[Available data]
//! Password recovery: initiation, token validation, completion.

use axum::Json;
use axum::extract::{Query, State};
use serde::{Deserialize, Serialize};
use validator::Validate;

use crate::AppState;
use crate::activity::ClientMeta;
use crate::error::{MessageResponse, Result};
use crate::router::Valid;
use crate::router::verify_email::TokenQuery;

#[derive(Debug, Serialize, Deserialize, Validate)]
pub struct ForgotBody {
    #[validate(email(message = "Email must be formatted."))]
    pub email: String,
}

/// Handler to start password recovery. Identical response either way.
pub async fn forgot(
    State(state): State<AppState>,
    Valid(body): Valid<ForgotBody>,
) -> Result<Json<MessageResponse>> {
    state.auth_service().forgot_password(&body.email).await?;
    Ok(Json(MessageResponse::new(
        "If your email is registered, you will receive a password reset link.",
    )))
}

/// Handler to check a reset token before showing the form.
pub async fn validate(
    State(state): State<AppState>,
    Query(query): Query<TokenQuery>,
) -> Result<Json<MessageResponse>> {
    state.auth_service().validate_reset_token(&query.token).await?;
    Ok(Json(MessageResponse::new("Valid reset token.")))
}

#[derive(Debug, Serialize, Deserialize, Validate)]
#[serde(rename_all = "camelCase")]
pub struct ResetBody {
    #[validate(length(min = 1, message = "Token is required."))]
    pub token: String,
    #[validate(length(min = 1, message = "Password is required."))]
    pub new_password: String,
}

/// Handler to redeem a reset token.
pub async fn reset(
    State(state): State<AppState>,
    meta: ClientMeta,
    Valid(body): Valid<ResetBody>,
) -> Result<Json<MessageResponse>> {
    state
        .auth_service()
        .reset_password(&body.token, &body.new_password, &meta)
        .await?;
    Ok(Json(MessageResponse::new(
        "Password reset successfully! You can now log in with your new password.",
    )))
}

[Instructions to follow] Return all lines from the data that include the string "ResetBody".

[Problem solution]
pub struct ResetBody {
    Valid(body): Valid<ResetBody>,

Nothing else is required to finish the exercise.